*Exercise description:*
Pull each line containing "CacheConfig" out of the data and copy it.

*Record excerpts:*
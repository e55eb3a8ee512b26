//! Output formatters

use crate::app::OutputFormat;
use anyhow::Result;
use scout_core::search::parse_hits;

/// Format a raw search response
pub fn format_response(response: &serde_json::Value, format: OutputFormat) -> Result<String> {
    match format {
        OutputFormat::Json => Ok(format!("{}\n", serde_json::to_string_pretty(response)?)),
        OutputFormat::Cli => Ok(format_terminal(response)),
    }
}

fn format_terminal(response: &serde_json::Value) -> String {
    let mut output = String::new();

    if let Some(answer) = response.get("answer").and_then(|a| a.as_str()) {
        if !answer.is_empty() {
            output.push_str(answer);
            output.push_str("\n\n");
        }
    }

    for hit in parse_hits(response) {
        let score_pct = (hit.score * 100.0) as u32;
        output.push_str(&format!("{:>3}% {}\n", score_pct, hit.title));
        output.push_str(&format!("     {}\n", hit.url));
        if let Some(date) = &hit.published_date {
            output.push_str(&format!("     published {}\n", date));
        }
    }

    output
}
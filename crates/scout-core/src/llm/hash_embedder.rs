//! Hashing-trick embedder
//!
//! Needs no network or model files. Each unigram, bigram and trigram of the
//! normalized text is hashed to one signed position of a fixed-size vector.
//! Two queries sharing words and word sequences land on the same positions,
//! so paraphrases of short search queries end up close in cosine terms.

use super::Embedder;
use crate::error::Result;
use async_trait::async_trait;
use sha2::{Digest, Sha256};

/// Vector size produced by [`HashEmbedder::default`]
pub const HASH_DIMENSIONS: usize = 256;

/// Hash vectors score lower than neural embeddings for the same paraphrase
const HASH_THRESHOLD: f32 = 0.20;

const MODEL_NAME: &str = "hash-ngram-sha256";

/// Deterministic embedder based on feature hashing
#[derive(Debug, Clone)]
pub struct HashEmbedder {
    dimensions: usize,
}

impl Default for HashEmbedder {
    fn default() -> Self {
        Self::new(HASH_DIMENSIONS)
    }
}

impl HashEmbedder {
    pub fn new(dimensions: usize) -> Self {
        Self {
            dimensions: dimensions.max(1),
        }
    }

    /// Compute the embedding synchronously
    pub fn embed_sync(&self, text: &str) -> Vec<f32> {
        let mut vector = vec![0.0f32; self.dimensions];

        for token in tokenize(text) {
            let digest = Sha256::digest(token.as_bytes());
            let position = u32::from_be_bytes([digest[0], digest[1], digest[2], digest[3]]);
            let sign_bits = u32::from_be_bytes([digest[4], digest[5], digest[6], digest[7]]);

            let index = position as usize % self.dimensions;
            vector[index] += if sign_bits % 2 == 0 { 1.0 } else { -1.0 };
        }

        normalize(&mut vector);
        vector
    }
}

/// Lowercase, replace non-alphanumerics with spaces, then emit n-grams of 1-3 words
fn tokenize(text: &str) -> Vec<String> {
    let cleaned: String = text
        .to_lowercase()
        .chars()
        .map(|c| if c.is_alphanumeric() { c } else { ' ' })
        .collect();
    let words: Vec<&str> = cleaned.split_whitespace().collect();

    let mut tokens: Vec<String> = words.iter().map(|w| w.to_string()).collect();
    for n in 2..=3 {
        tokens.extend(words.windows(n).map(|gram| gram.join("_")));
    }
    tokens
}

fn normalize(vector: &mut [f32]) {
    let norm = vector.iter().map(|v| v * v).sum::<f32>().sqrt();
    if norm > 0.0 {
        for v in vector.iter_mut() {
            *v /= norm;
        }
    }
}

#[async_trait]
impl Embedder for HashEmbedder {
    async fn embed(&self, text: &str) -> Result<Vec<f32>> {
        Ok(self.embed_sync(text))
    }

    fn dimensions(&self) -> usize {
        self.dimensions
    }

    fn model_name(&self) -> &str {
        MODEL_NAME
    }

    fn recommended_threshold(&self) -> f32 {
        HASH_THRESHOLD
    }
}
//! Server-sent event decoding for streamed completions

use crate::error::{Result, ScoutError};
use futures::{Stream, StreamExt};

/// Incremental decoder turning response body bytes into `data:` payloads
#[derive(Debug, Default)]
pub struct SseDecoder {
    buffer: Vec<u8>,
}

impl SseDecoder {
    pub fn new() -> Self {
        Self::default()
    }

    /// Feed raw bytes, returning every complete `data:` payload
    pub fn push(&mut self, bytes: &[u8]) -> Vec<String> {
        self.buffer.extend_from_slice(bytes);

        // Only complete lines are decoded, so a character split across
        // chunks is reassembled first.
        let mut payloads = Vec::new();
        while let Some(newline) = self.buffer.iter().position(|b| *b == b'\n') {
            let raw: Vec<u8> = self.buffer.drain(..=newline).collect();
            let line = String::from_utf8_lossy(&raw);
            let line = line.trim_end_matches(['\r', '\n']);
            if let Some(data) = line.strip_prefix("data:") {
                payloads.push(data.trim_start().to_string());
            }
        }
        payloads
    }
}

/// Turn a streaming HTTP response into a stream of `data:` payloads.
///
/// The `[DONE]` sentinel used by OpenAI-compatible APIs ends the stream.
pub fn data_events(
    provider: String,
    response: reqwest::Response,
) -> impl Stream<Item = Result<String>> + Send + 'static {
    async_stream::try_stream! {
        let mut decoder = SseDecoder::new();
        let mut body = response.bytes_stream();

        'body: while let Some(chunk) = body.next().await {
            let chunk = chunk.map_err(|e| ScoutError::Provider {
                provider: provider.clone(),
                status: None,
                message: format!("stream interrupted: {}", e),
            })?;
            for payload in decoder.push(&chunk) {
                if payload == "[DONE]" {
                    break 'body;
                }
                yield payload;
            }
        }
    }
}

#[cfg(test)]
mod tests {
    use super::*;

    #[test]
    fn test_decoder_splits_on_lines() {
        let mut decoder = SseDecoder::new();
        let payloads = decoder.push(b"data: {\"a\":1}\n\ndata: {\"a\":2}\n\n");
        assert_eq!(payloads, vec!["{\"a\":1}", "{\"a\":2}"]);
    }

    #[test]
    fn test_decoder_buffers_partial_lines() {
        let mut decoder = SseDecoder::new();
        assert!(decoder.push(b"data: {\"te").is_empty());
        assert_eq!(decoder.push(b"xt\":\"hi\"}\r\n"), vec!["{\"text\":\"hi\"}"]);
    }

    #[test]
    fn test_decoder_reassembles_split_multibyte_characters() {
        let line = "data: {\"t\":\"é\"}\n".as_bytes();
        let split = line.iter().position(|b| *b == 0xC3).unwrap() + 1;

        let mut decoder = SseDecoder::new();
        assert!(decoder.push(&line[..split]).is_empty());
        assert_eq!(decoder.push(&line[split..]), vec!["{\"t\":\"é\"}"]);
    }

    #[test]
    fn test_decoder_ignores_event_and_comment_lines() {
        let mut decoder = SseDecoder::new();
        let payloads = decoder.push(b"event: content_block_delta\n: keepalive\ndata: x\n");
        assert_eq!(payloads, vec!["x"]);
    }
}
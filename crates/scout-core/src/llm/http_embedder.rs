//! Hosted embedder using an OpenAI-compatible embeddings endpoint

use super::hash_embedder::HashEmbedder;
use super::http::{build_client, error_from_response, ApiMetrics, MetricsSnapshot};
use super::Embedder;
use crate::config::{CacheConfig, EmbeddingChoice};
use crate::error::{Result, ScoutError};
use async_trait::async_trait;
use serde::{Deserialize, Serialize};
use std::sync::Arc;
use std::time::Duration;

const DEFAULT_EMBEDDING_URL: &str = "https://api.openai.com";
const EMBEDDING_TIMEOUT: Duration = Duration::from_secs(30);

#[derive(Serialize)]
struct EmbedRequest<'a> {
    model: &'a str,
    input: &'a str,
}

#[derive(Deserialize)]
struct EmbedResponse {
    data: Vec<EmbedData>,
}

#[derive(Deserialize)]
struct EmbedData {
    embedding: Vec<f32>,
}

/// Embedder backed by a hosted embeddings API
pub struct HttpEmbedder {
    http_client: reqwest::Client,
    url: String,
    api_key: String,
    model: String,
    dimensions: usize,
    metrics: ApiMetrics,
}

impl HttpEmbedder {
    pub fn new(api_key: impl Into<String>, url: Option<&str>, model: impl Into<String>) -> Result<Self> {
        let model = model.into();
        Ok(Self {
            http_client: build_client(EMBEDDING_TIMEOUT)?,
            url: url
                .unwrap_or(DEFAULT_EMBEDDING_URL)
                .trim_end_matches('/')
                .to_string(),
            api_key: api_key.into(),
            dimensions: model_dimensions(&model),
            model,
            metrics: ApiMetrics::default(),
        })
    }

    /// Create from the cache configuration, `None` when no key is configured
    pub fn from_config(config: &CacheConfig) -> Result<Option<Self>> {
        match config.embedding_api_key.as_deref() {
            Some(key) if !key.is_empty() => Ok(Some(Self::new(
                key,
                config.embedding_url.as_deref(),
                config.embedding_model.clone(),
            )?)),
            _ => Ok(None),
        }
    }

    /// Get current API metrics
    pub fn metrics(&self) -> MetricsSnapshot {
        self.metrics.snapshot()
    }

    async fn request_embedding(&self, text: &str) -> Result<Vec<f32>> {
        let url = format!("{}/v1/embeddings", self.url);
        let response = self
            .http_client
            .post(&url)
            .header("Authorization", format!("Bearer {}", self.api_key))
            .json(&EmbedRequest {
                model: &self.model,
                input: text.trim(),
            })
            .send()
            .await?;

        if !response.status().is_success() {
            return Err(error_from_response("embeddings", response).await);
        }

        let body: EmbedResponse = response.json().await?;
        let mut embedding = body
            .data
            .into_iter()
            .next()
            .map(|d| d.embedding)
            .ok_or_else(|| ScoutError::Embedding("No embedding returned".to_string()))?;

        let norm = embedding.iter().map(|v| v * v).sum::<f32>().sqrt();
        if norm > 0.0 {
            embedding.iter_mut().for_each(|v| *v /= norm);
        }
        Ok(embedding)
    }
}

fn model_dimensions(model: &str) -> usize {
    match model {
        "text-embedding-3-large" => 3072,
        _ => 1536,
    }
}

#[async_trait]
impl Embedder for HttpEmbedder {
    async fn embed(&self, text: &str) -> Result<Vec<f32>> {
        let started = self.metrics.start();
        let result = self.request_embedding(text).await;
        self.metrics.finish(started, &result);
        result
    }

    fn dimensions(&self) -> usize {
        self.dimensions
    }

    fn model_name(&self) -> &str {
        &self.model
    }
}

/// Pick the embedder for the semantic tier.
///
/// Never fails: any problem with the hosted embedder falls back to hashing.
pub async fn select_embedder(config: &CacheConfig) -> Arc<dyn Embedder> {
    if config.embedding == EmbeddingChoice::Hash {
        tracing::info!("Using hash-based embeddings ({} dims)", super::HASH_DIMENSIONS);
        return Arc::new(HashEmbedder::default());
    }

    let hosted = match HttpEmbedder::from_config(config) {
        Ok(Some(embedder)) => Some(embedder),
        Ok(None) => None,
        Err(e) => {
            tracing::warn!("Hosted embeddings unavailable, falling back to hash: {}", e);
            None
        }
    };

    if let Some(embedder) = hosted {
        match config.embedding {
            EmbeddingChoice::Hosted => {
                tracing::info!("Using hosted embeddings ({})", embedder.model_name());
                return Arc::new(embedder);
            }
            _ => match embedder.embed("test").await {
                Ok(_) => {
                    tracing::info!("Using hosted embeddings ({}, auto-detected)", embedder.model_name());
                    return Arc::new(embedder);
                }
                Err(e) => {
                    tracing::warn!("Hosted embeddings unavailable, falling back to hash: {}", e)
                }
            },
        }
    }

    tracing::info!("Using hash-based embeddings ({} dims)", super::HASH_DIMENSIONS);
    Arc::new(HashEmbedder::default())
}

*Answer to the problem:*
use crate::config::{CacheConfig, EmbeddingChoice};
    pub fn from_config(config: &CacheConfig) -> Result<Option<Self>> {
pub async fn select_embedder(config: &CacheConfig) -> Arc<dyn Embedder> {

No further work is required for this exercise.